— Material provided —
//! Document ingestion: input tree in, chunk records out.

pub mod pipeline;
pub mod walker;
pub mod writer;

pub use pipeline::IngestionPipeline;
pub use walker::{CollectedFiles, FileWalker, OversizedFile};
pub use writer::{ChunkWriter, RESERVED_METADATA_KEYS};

* * *

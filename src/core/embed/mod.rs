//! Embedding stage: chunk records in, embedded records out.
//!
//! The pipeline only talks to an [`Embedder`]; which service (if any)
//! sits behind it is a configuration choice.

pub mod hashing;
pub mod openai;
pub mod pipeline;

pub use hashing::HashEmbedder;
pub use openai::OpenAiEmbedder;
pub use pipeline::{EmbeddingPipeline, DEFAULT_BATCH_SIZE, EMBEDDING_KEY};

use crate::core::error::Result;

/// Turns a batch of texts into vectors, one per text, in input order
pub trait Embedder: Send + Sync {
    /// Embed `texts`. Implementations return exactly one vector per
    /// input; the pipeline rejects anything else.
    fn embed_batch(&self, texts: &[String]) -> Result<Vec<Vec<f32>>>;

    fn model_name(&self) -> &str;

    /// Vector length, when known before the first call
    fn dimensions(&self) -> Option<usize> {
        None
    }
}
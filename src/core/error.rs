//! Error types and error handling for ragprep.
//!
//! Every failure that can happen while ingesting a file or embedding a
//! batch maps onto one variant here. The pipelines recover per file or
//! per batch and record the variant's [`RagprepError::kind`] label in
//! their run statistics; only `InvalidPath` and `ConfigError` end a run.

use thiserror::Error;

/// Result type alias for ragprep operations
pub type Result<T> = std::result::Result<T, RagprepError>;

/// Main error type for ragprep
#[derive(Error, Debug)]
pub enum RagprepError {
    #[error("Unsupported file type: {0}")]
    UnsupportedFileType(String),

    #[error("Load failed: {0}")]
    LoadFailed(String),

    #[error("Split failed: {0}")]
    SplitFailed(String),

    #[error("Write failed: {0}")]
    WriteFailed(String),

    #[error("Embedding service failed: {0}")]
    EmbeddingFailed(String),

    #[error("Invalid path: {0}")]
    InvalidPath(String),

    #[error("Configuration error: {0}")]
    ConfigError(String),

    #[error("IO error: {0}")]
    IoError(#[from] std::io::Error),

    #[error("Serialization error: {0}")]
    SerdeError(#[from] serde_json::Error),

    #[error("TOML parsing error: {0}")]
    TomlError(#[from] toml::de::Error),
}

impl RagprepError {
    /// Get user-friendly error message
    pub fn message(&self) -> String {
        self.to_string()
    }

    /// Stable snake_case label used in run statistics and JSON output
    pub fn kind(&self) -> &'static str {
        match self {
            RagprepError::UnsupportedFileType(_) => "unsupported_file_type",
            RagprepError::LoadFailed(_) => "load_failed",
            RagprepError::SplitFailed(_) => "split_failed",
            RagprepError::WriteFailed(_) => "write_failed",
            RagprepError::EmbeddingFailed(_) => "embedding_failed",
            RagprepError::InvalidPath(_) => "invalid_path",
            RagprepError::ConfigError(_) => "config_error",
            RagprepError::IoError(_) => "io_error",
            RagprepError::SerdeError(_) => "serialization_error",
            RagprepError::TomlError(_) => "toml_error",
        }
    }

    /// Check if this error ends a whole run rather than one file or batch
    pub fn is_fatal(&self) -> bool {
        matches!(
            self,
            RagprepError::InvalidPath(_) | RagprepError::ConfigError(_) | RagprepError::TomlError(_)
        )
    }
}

— How to complete this task —
Only a number is expected: the count of lines in the entries that include the string "hashing".

— The completed task —
2